US-China Meeting: A Temporary Truce

President Trump described his meeting with China's Xi Jinping as "amazing," announcing a significant step towards a "broader reset" in trade relations. Key outcomes include:

  • Fentanyl Tariffs: A 20% tariff on Chinese goods linked to fentanyl will be cut in half to 10%.
  • Rare Earth Exports: China has agreed to extend rare earth mineral export controls for at least another year.
  • Soybean Deals: China is expected to renew purchases of US soybeans, a move that would significantly benefit American farmers.

However, Beijing's readout of the meeting omitted crucial details, particularly regarding semiconductors. President Trump stated that discussions around Nvidia's access to China were left out, with the issue to be resolved between Beijing and the chipmaker. The future of TikTok and China's ties to Russia also remain unresolved, although Trump indicated an agreement to work together on Ukraine.

Key Arguments/Perspectives:

  • Temporary Truce: Analysts view the agreement as a "temporary truce" rather than a fundamental shift in the US-China relationship. The details of the agreements often have expiration dates (e.g., one year for rare earth exports and shipping fees), suggesting a short-term de-escalation.
  • De-escalation, Not Resolution: While the tariff reduction and renewed soybean purchases are seen as positive directional arrows towards de-escalation, overall tariffs remain at a significant 47%.
  • Unresolved Issues: The list of unresolved issues, including semiconductors, Taiwan, Russian oil purchases, and TikTok, is considered longer than the list of agreements.
  • Decoupling Continues: Experts like Capital Economics suggest that despite short-term improvements, both sides will continue their "decoupling" process, meaning the trend of the US and China moving apart is unlikely to change. Terry Haynes of Panga Policy anticipates "nebulous truces for any short period of time."

Data/Statistics:

  • Fentanyl tariffs reduced from 20% to 10%.
  • Overall US tariffs on China remain at 47%.
  • Rare earth export controls extended for one year.
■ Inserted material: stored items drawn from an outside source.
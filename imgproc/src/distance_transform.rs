use cv_core::{FloatImage, GrayImage};
use image::Luma;

/// Cost of a horizontal or vertical step.
pub const CHAMFER_ORTHOGONAL: f32 = 1.0;
/// Cost of a diagonal step.
pub const CHAMFER_DIAGONAL: f32 = 1.4;

/// Value given to pixels before propagation. Never smaller than the
/// longest chamfer path across the grid.
pub fn chamfer_sentinel(width: u32, height: u32) -> f32 {
    (width + height) as f32 * CHAMFER_ORTHOGONAL
}

/// Approximate Euclidean distance from every pixel to the nearest zero pixel
/// of `mask`, using the 3x3 chamfer metric (1.0 orthogonal, 1.4 diagonal).
///
/// Zero pixels map to 0. If `mask` has no zero pixel, every output value is
/// [`chamfer_sentinel`].
///
/// Two raster passes: forward (top-left to bottom-right) relaxing against the
/// upper-left, up, upper-right and left neighbours, then backward relaxing
/// against the lower-right, down, lower-left and right neighbours.
pub fn chamfer_distance_transform(mask: &GrayImage) -> FloatImage {
    let (w, h) = mask.dimensions();
    let sentinel = chamfer_sentinel(w, h);
    let mut dist = FloatImage::from_fn(w, h, |x, y| {
        if mask.get_pixel(x, y)[0] == 0 {
            Luma([0.0])
        } else {
            Luma([sentinel])
        }
    });

    let width = w as usize;
    let height = h as usize;
    let d: &mut [f32] = &mut dist;

    for y in 0..height {
        for x in 0..width {
            let mut best = d[y * width + x];
            if y > 0 {
                let up = (y - 1) * width;
                if x > 0 {
                    best = best.min(d[up + x - 1] + CHAMFER_DIAGONAL);
                }
                best = best.min(d[up + x] + CHAMFER_ORTHOGONAL);
                if x + 1 < width {
                    best = best.min(d[up + x + 1] + CHAMFER_DIAGONAL);
                }
            }
            if x > 0 {
                best = best.min(d[y * width + x - 1] + CHAMFER_ORTHOGONAL);
            }
            d[y * width + x] = best;
        }
    }

    for y in (0..height).rev() {
        for x in (0..width).rev() {
            let mut best = d[y * width + x];
            if y + 1 < height {
                let down = (y + 1) * width;
                if x + 1 < width {
                    best = best.min(d[down + x + 1] + CHAMFER_DIAGONAL);
                }
                best = best.min(d[down + x] + CHAMFER_ORTHOGONAL);
                if x > 0 {
                    best = best.min(d[down + x - 1] + CHAMFER_DIAGONAL);
                }
            }
            if x + 1 < width {
                best = best.min(d[y * width + x + 1] + CHAMFER_ORTHOGONAL);
            }
            d[y * width + x] = best;
        }
    }

    dist
}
Big Tech Earnings: AI Spending Dominates

A massive week for big tech earnings is underway, with a significant focus on Artificial Intelligence (AI) spending and its impact on profitability.

Alphabet (Google)

  • Performance: Shares jumped over 7% in pre-market trading following a strong quarter that exceeded Wall Street expectations.
  • Revenue: Climbed to $102 billion.
  • Key Driver: A 34% jump in Google Cloud, with AI deals generating billions in new revenue.
  • Capital Expenditures (Capex): Raised its full-year capex forecast to $92 billion, citing heavy AI demand.

Meta (Facebook)

  • Performance: Shares slid nearly 9% in pre-market trading despite strong revenue.
  • Earnings Miss: Hit by a one-time tax charge and heavy AI spending.
  • AI Investment: The company is investing tens of billions in data centers and talent.
  • Capex Outlook: Raised its 2025 capital spending outlook to as much as $72 billion, with further increases expected in 2026 due to infrastructure and compensation costs.
  • Analyst Perspective (Aaron Kessler, Seaport Research Partners): While acknowledging strong revenue growth and ad revenue performance, concerns remain about the expense base and the return on investment (ROI) for "super intelligence investments" in non-core businesses. However, Kessler remains bullish, citing continued strong revenue growth and an "undemanding" valuation on a GAAP earnings basis.

Microsoft

  • Performance: Shares moved lower, down roughly 3% pre-market, despite topping revenue and earnings expectations.
  • Cloud Business Growth: Grew 26% year-over-year.
  • Capex: Jumped 74% to $35 billion, primarily to fund AI infrastructure.
  • OpenAI Partnership: Finalized a new deal with OpenAI, which has restructured into a for-profit public benefit corporation. Microsoft holds a 27% stake in OpenAI, valued at approximately $135 billion.

Key Concepts:

  • AI Spending: A major factor influencing profitability and capital expenditures for tech giants.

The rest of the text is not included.